Внезапно камергер ввел к нам запыленного, усталого гонца.
– Милорд король! – воскликнул гонец, падая на колени. – Вы должны вернуться в Яффу! Саладин напал на город и угрожает перерезать всех христиан!
Наскоро посовещавшись со своими приближенными, Ричард встал.
– С Божьей помощью, – громко объявил он, – я сделаю, что смогу. Наши корабли готовы к отплытию; солдаты должны немедленно выступить в поход по дороге, идущей вдоль берега моря. Надеюсь, я выражаю общее мнение?
Все англичане громко заявили о своем согласии, а вместе с ними – Генрих Шампанский и граф Раймонд де Сен-Жиль.
– Поступайте, как вам угодно, милорд король, – услышала я, к своему изумлению, голос герцога Бургундского. – Однако я не вижу причин посылать в Яффу моих солдат. Предупреждаю: ни один француз не пойдет за вами! – С этими словами он и его рыцари покинули нас.
– Невероятно, – прошептала я Беренгарии. – Как могут они допустить жестокое убийство раненых и больных? Как они могут?
– Какой позор! – воскликнула она. – Жаль, что я не мужчина!
Вдруг в голову мне пришла неожиданная мысль.
– Мы с тобой тоже можем поехать в Яффу и взять с собой самых крепких дам. Если нам удастся вовремя добраться до города и спасти наших людей, мы можем перевезти больных сюда, в Акру, а по пути ухаживать за ними.
Лицо ее осветилось радостью.
– Верно! – воскликнула она. – Пойдем к государю!
Я вышла на палубу и увидела, что Ричард расхаживает по ней с мрачным видом. Он смотрел то в море, то в сторону Яффы.
– Где же они? Где наш флот? – воскликнул он. – Почему всегда дует встречный ветер, когда каждая минута на счету? Мы стоим на якоре всю ночь, Джоан, и ждем, пока подойдут остальные корабли, а я схожу с ума, думая о том, что наши друзья в опасности.
Мы долго стояли рядом в молчании и смотрели, как восходит солнце.
– Господи! – воскликнул Ричард. – Зачем заставляешь Ты меня ждать, когда я иду служить Тебе?
Легкий ветерок сдул с моего лица вуаль, и я увидела вдали три паруса… потом четыре…
– Наш флот! Наконец-то! – Ричард отдал приказ, и над галерой взметнулись ярко-алые паруса.
Мы подошли ближе ко входу в гавань, и нашему взору предстали флаги на башнях.
– Это знамена Саладина! – вскричал Ричард. – Город в его руках!

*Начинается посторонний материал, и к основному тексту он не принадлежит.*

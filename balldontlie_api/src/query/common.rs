//! Shared query infrastructure: the [`Query`] trait, cursor [`Pagination`], and
//! the parameter objects reused across sports.

use std::fmt;

use chrono::NaiveDate;
use url::Url;

use super::params::QueryParams;

/// Trait implemented by all query builders.
pub trait Query {
    /// Converts this query into its ordered parameter list.
    fn to_params(&self) -> QueryParams;

    /// Appends this query's parameters to the given URL, returning the modified URL.
    fn add_to_url(&self, url: &Url) -> Url {
        self.to_params().add_to_url(url)
    }
}

/// Builder methods for list endpoints that page with a cursor.
pub trait Paginated: Query {
    /// Returns a mutable reference to the pagination fields.
    fn pagination_mut(&mut self) -> &mut Pagination;

    /// Continues from a `meta.next_cursor` returned by a previous page.
    fn with_cursor(mut self, cursor: u64) -> Self
    where
        Self: Sized,
    {
        self.pagination_mut().cursor = Some(cursor);
        self
    }

    /// Sets the number of results per page.
    fn with_per_page(mut self, per_page: u32) -> Self
    where
        Self: Sized,
    {
        self.pagination_mut().per_page = Some(per_page);
        self
    }
}

/// Cursor pagination fields. Both are omitted when unset.
#[derive(Clone, Copy, Debug, Default, PartialEq, Eq)]
pub struct Pagination {
    pub cursor: Option<u64>,
    pub per_page: Option<u32>,
}

impl Pagination {
    /// Appends `cursor` and `per_page` when set.
    pub fn add_to_params(&self, params: &mut QueryParams) {
        params
            .push_opt("cursor", self.cursor)
            .push_opt("per_page", self.per_page);
    }
}

/// Sort order for season stat listings.
#[derive(Clone, Copy, Debug, PartialEq, Eq)]
pub enum SortOrder {
    Asc,
    Desc,
}

impl fmt::Display for SortOrder {
    fn fmt(&self, f: &mut fmt::Formatter<'_>) -> fmt::Result {
        f.write_str(match self {
            SortOrder::Asc => "asc",
            SortOrder::Desc => "desc",
        })
    }
}

/// Filters for team listings. NBA and NFL use `conference`, MLB uses `league`.
#[derive(Clone, Debug, Default)]
pub struct TeamQuery {
    pub division: Option<String>,
    pub conference: Option<String>,
    pub league: Option<String>,
}

impl Query for TeamQuery {
    fn to_params(&self) -> QueryParams {
        let mut params = QueryParams::new();
        params
            .push_opt("division", self.division.as_deref())
            .push_opt("conference", self.conference.as_deref())
            .push_opt("league", self.league.as_deref());
        params
    }
}

impl TeamQuery {
    pub fn with_division(mut self, division: &str) -> Self {
        self.division = Some(division.to_string());
        self
    }
    pub fn with_conference(mut self, conference: &str) -> Self {
        self.conference = Some(conference.to_string());
        self
    }
    pub fn with_league(mut self, league: &str) -> Self {
        self.league = Some(league.to_string());
        self
    }
}

/// Filters for player listings (`/players` and `/players/active`).
#[derive(Clone, Debug, Default)]
pub struct PlayerQuery {
    pub pagination: Pagination,
    pub team_ids: Vec<i64>,
    pub player_ids: Vec<i64>,
    pub search: Option<String>,
    pub first_name: Option<String>,
    pub last_name: Option<String>,
    /// Only honoured by the EPL endpoint, where it is required.
    pub season: Option<i32>,
}

impl Query for PlayerQuery {
    fn to_params(&self) -> QueryParams {
        let mut params = QueryParams::new();
        self.pagination.add_to_params(&mut params);
        params
            .push_list("team_ids", self.team_ids.iter().copied())
            .push_list("player_ids", self.player_ids.iter().copied())
            .push_opt("search", self.search.as_deref())
            .push_opt("first_name", self.first_name.as_deref())
            .push_opt("last_name", self.last_name.as_deref())
            .push_opt("season", self.season);
        params
    }
}

impl Paginated for PlayerQuery {
    fn pagination_mut(&mut self) -> &mut Pagination {
        &mut self.pagination
    }
}

impl PlayerQuery {
    pub fn with_team_id(mut self, team_id: i64) -> Self {
        self.team_ids.push(team_id);
        self
    }
    pub fn with_team_ids(mut self, team_ids: &[i64]) -> Self {
        self.team_ids.extend_from_slice(team_ids);
        self
    }
    pub fn with_player_id(mut self, player_id: i64) -> Self {
        self.player_ids.push(player_id);
        self
    }
    pub fn with_player_ids(mut self, player_ids: &[i64]) -> Self {
        self.player_ids.extend_from_slice(player_ids);
        self
    }
    pub fn with_search(mut self, search: &str) -> Self {
        self.search = Some(search.to_string());
        self
    }
    pub fn with_first_name(mut self, first_name: &str) -> Self {
        self.first_name = Some(first_name.to_string());
        self
    }
    pub fn with_last_name(mut self, last_name: &str) -> Self {
        self.last_name = Some(last_name.to_string());
        self
    }
    pub fn with_season(mut self, season: i32) -> Self {
        self.season = Some(season);
        self
    }
}

/// Filters for game listings. `weeks` is only honoured by the NFL endpoint.
#[derive(Clone, Debug, Default)]
pub struct GameQuery {
    pub pagination: Pagination,
    pub dates: Vec<NaiveDate>,
    pub team_ids: Vec<i64>,
    pub seasons: Vec<i32>,
    pub postseason: Option<bool>,
    pub start_date: Option<NaiveDate>,
    pub end_date: Option<NaiveDate>,
    pub weeks: Vec<i32>,
}

impl Query for GameQuery {
    fn to_params(&self) -> QueryParams {
        let mut params = QueryParams::new();
        self.pagination.add_to_params(&mut params);
        params
            .push_list("dates", self.dates.iter().copied())
            .push_list("team_ids", self.team_ids.iter().copied())
            .push_list("seasons", self.seasons.iter().copied())
            .push_opt("postseason", self.postseason)
            .push_opt("start_date", self.start_date)
            .push_opt("end_date", self.end_date)
            .push_list("weeks", self.weeks.iter().copied());
        params
    }
}

impl Paginated for GameQuery {
    fn pagination_mut(&mut self) -> &mut Pagination {
        &mut self.pagination
    }
}

impl GameQuery {
    pub fn with_date(mut self, date: NaiveDate) -> Self {
        self.dates.push(date);
        self
    }
    pub fn with_dates(mut self, dates: &[NaiveDate]) -> Self {
        self.dates.extend_from_slice(dates);
        self
    }
    pub fn with_team_id(mut self, team_id: i64) -> Self {
        self.team_ids.push(team_id);
        self
    }
    pub fn with_team_ids(mut self, team_ids: &[i64]) -> Self {
        self.team_ids.extend_from_slice(team_ids);
        self
    }
    pub fn with_season(mut self, season: i32) -> Self {
        self.seasons.push(season);
        self
    }
    pub fn with_seasons(mut self, seasons: &[i32]) -> Self {
        self.seasons.extend_from_slice(seasons);
        self
    }
    pub fn with_postseason(mut self, postseason: bool) -> Self {
        self.postseason = Some(postseason);
        self
    }
    pub fn with_start_date(mut self, start_date: NaiveDate) -> Self {
        self.start_date = Some(start_date);
        self
    }
    pub fn with_end_date(mut self, end_date: NaiveDate) -> Self {
        self.end_date = Some(end_date);
        self
    }
    pub fn with_week(mut self, week: i32) -> Self {
        self.weeks.push(week);
        self
    }
    pub fn with_weeks(mut self, weeks: &[i32]) -> Self {
        self.weeks.extend_from_slice(weeks);
        self
    }
}

/// Filters for per-game player stat listings.
#[derive(Clone, Debug, Default)]
pub struct StatsQuery {
    pub pagination: Pagination,
    pub player_ids: Vec<i64>,
    pub game_ids: Vec<i64>,
    pub dates: Vec<NaiveDate>,
    pub seasons: Vec<i32>,
    pub postseason: Option<bool>,
    pub start_date: Option<NaiveDate>,
    pub end_date: Option<NaiveDate>,
}

impl Query for StatsQuery {
    fn to_params(&self) -> QueryParams {
        let mut params = QueryParams::new();
        self.pagination.add_to_params(&mut params);
        params
            .push_list("player_ids", self.player_ids.iter().copied())
            .push_list("game_ids", self.game_ids.iter().copied())
            .push_list("dates", self.dates.iter().copied())
            .push_list("seasons", self.seasons.iter().copied())
            .push_opt("postseason", self.postseason)
            .push_opt("start_date", self.start_date)
            .push_opt("end_date", self.end_date);
        params
    }
}

impl Paginated for StatsQuery {
    fn pagination_mut(&mut self) -> &mut Pagination {
        &mut self.pagination
    }
}

impl StatsQuery {
    pub fn with_player_id(mut self, player_id: i64) -> Self {
        self.player_ids.push(player_id);
        self
    }
    pub fn with_player_ids(mut self, player_ids: &[i64]) -> Self {
        self.player_ids.extend_from_slice(player_ids);
        self
    }
    pub fn with_game_id(mut self, game_id: i64) -> Self {
        self.game_ids.push(game_id);
        self
    }
    pub fn with_game_ids(mut self, game_ids: &[i64]) -> Self {
        self.game_ids.extend_from_slice(game_ids);
        self
    }
    pub fn with_date(mut self, date: NaiveDate) -> Self {
        self.dates.push(date);
        self
    }
    pub fn with_season(mut self, season: i32) -> Self {
        self.seasons.push(season);
        self
    }
    pub fn with_seasons(mut self, seasons: &[i32]) -> Self {
        self.seasons.extend_from_slice(seasons);
        self
    }
    pub fn with_postseason(mut self, postseason: bool) -> Self {
        self.postseason = Some(postseason);
        self
    }
    pub fn with_start_date(mut self, start_date: NaiveDate) -> Self {
        self.start_date = Some(start_date);
        self
    }
    pub fn with_end_date(mut self, end_date: NaiveDate) -> Self {
        self.end_date = Some(end_date);
        self
    }
}

/// Filters for injury report listings.
#[derive(Clone, Debug, Default)]
pub struct InjuryQuery {
    pub pagination: Pagination,
    pub team_ids: Vec<i64>,
    pub player_ids: Vec<i64>,
}

impl Query for InjuryQuery {
    fn to_params(&self) -> QueryParams {
        let mut params = QueryParams::new();
        self.pagination.add_to_params(&mut params);
        params
            .push_list("team_ids", self.team_ids.iter().copied())
            .push_list("player_ids", self.player_ids.iter().copied());
        params
    }
}

impl Paginated for InjuryQuery {
    fn pagination_mut(&mut self) -> &mut Pagination {
        &mut self.pagination
    }
}

impl InjuryQuery {
    pub fn with_team_id(mut self, team_id: i64) -> Self {
        self.team_ids.push(team_id);
        self
    }
    pub fn with_player_id(mut self, player_id: i64) -> Self {
        self.player_ids.push(player_id);
        self
    }
}

/// Season-long player totals (NFL and MLB `/season_stats`).
#[derive(Clone, Debug)]
pub struct SeasonStatsQuery {
    pub season: i32,
    pub player_ids: Vec<i64>,
    pub team_id: Option<i64>,
    pub postseason: Option<bool>,
    pub sort_by: Option<String>,
    pub sort_order: Option<SortOrder>,
}

impl Query for SeasonStatsQuery {
    fn to_params(&self) -> QueryParams {
        let mut params = QueryParams::new();
        params
            .push("season", self.season)
            .push_list("player_ids", self.player_ids.iter().copied())
            .push_opt("team_id", self.team_id)
            .push_opt("postseason", self.postseason)
            .push_opt("sort_by", self.sort_by.as_deref())
            .push_opt("sort_order", self.sort_order.map(|o| o.to_string()));
        params
    }
}

impl SeasonStatsQuery {
    pub fn new(season: i32) -> Self {
        Self {
            season,
            player_ids: Vec::new(),
            team_id: None,
            postseason: None,
            sort_by: None,
            sort_order: None,
        }
    }
    pub fn with_player_id(mut self, player_id: i64) -> Self {
        self.player_ids.push(player_id);
        self
    }
    pub fn with_team_id(mut self, team_id: i64) -> Self {
        self.team_id = Some(team_id);
        self
    }
    pub fn with_postseason(mut self, postseason: bool) -> Self {
        self.postseason = Some(postseason);
        self
    }
    pub fn with_sort(mut self, sort_by: &str, sort_order: SortOrder) -> Self {
        self.sort_by = Some(sort_by.to_string());
        self.sort_order = Some(sort_order);
        self
    }
}

/// A query carrying only a required `season`.
#[derive(Clone, Copy, Debug)]
pub struct SeasonQuery {
    pub season: i32,
}

impl SeasonQuery {
    pub fn new(season: i32) -> Self {
        Self { season }
    }
}

impl Query for SeasonQuery {
    fn to_params(&self) -> QueryParams {
        let mut params = QueryParams::new();
        params.push("season", self.season);
        params
    }
}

Внезапно я заметила на воде что-то темное; я потянула Рика за рукав.
– Смотри! Кто-то плывет к нам!
Когда пловца подняли на палубу, оказалось, что это молодой священник. Он был так измучен, что не мог ни ходить, ни говорить, и некоторое время просто лежал на палубе, тяжело дыша. Ричард опустился перед ним на колени и приподнял его голову.
– Говорите! Наши друзья… что с ними? Они еще живы?
– Они там… перед башней. Ждут… смерти.
Брат вскочил на ноги и закричал на гребцов. Наша галера полетела так стремительно, что я чуть не упала. Остальные корабли догоняли нас; оруженосцы передавали своим господам мечи и копья.
Как только киль корабля коснулся песка, Ричард перемахнул через борт и прыгнул в воду, которая доходила ему до пояса. Рыцари и дворяне последовали за ним; Ричард размахивал своей сверкающей секирой… Они бросились к поджидавшему их отряду неверных.